Gamers don’t need to just take my word for it that Yoshi’s Island was influenced by Fauvism and its contemporaries. Just ask Miyamoto: in the upper reaches of Level 6-7 there is an outright nod to Vincent Van Gogh with a sky full of hazy moons and stars, shown in brushy yellow strokes against a deep blue. Starry Night, anyone? Though acknowledged as a Post-Impressionist artist, Van Gogh’s solid colors, thick paint, and dramatic juxtapositions are clear reference points for the Fauves. Doubtless Derain and Matisse would have appreciated its inclusion in a game so driven by their own aesthetics.

Though Yoshi’s Island is probably the best example, plenty of other games display a Fauvist tilt. The bright, acid colors of Super Mario Bros. 3—particularly its Super Mario All-Stars port on Super Nintendo—and its predilection for textured, complex backgrounds echo the same aesthetic choices, as do the palette of Super Mario Sunshine for GameCube and the flattened blocks of color and stylized abstraction of The Legend of Zelda: Wind Waker. There are even subtler hints in games like Final Fantasy Origins. More recently, thatgamecompany has brought Impressionism to the fore with Flower, andFauvism with its upcoming Journey, setting a red slash of cloth in the midst of the desert’s deep orange.

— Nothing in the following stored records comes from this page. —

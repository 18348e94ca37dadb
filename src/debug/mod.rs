pub(crate) mod env;
pub(crate) mod svg;
use smallvec::SmallVec;

use crate::{Bounds, EarcutKernel, Kernel, Mesh, SkipReason, Triangle, Triangulation, TriangulationError, Vertex, kernel::DIMENSIONS};

/// What to do when a [Kernel] returns an index count which is not a multiple of 3
#[derive(Debug, PartialEq, Eq, Clone, Copy, Hash)]
pub enum PartialTrianglePolicy {
    /// Drop the trailing indices and log a warning
    Truncate,
    /// Fail with [TriangulationError::IncompleteTriangle]
    Reject,
}

impl Default for PartialTrianglePolicy {
    fn default() -> Self {
        Self::Truncate
    }
}

/// Triangulates polygons with holes using a [Kernel].
///
/// Holes are pre-filtered by bounding box: only those whose bounds intersect (or touch) the
/// outer ring's bounds are passed on, in their original order. If there is nothing to cut out,
/// the polygon is returned untouched as [Triangulation::Skipped].
#[derive(Debug, Clone, Default)]
pub struct Triangulator<K: Kernel = EarcutKernel> {
    kernel: K,
    partial_triangles: PartialTrianglePolicy,
}

impl Triangulator {
    /// A triangulator using the [EarcutKernel]
    pub fn new() -> Self {
        Self::default()
    }
}

impl<K: Kernel> Triangulator<K> {
    pub fn with_kernel(kernel: K) -> Self {
        Self {
            kernel,
            partial_triangles: PartialTrianglePolicy::default(),
        }
    }

    pub fn partial_triangles(mut self, policy: PartialTrianglePolicy) -> Self {
        self.partial_triangles = policy;
        self
    }

    pub fn kernel(&self) -> &K {
        &self.kernel
    }

    pub fn kernel_mut(&mut self) -> &mut K {
        &mut self.kernel
    }

    pub fn into_kernel(self) -> K {
        self.kernel
    }

    /// Triangulates `outer` minus `holes`.
    ///
    /// Returns [Triangulation::Skipped] with the untouched outer ring when `outer` is missing or
    /// has fewer than 3 vertices, when there are no holes, or when no hole's bounds intersect the
    /// outer ring's bounds. Otherwise the kernel's output is grouped into triangles, indexing the
    /// outer ring's vertices followed by those of each eligible hole and any vertex the kernel
    /// added where rings cross.
    pub fn triangulate<'a, V: Vertex, H: AsRef<[V]>>(&mut self, outer: Option<&'a [V]>, holes: Option<&'a [H]>) -> Result<Triangulation<'a, V>, TriangulationError<K::Error>> {
        let outer = match outer {
            Some(outer) => outer,
            None => return Ok(skip(None, SkipReason::MissingPolygon)),
        };
        if outer.len() < 3 {
            return Ok(skip(Some(outer), SkipReason::TooFewVertices(outer.len())));
        }
        let holes = match holes {
            Some(holes) if !holes.is_empty() => holes,
            _ => return Ok(skip(Some(outer), SkipReason::NoHoles)),
        };

        let bounds = match Bounds::of(outer) {
            Some(bounds) => bounds,
            None => return Ok(skip(Some(outer), SkipReason::TooFewVertices(0))),
        };

        let mut rings: Vec<&'a [V]> = Vec::with_capacity(holes.len() + 1);
        rings.push(outer);
        let mut eligible_holes = Vec::with_capacity(holes.len());
        let mut filtered: SmallVec<[usize; 4]> = SmallVec::new();
        for (i, hole) in holes.iter().enumerate() {
            let hole = hole.as_ref();
            match Bounds::of(hole) {
                Some(hole_bounds) if hole_bounds.intersects(&bounds) => {
                    rings.push(hole);
                    eligible_holes.push(i);
                }
                _ => filtered.push(i),
            }
        }
        if !filtered.is_empty() {
            tracing::debug!("holes {:?} lie outside the outer ring's bounds", filtered.as_slice());
        }

        if eligible_holes.is_empty() {
            return Ok(skip(Some(outer), SkipReason::NoEligibleHoles));
        }

        let output = self.kernel.triangulate_rings(&rings, DIMENSIONS)?;
        let triangles = self.group_triangles(output.indices)?;

        let vertex_count = rings.iter().map(|ring| ring.len()).sum::<usize>() + output.added_vertices.len();
        if let Some(&index) = triangles.iter().flatten().find(|&&index| index >= vertex_count) {
            return Err(TriangulationError::IndexOutOfRange { index, vertex_count });
        }

        let mesh = Mesh::new(rings, output.added_vertices, eligible_holes, triangles);

        #[cfg(feature = "debugging")]
        crate::debug::svg::output_triangulation(&mesh, holes).map_err(TriangulationError::SvgOutput)?;

        Ok(Triangulation::Triangulated(mesh))
    }

    fn group_triangles(&self, indices: Vec<usize>) -> Result<Vec<Triangle>, TriangulationError<K::Error>> {
        let chunks = indices.chunks_exact(3);
        let remainder = chunks.remainder().len();
        if remainder != 0 {
            match self.partial_triangles {
                PartialTrianglePolicy::Truncate => tracing::warn!(
                    "kernel returned {} indices, dropping the trailing {}", indices.len(), remainder),
                PartialTrianglePolicy::Reject => return Err(TriangulationError::IncompleteTriangle { index_count: indices.len() }),
            }
        }
        Ok(chunks.map(|c| [c[0], c[1], c[2]]).collect())
    }
}

fn skip<V: Vertex>(polygon: Option<&[V]>, reason: SkipReason) -> Triangulation<'_, V> {
    tracing::debug!("skipping triangulation: {}", reason);
    Triangulation::Skipped { polygon, reason }
}

/// Triangulates `outer` minus `holes` with a default [Triangulator].
///
/// ```
/// let outer = [[0.0, 0.0], [4.0, 0.0], [4.0, 4.0], [0.0, 4.0]];
/// let holes = [vec![[1.0, 1.0], [1.0, 3.0], [3.0, 3.0], [3.0, 1.0]]];
///
/// let triangulation = perforate::triangulate(Some(&outer[..]), Some(&holes[..])).unwrap();
/// let mesh = triangulation.mesh().unwrap();
/// assert_eq!(mesh.area(), 12.0);
/// ```
pub fn triangulate<'a, V: Vertex, H: AsRef<[V]>>(outer: Option<&'a [V]>, holes: Option<&'a [H]>) -> Result<Triangulation<'a, V>, TriangulationError<<EarcutKernel as Kernel>::Error>> {
    Triangulator::new().triangulate(outer, holes)
}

Where Yoshi’s Island sets itself apart isn’t only in its commitment to the core tenets of Fauvism; it is also in the originality of the game itself. Yoshi’s Island innovated platforming with an expanded visual vocabulary, but also with an interactive vocabulary of new elements. The game allows players to go up, down and across, burrow through the levels as a mole-digger, circle back around to find those last few Yoshi coins, climb chair lifts, and push snowballs. So it’s worth savoring—both for the visual punch and the ride.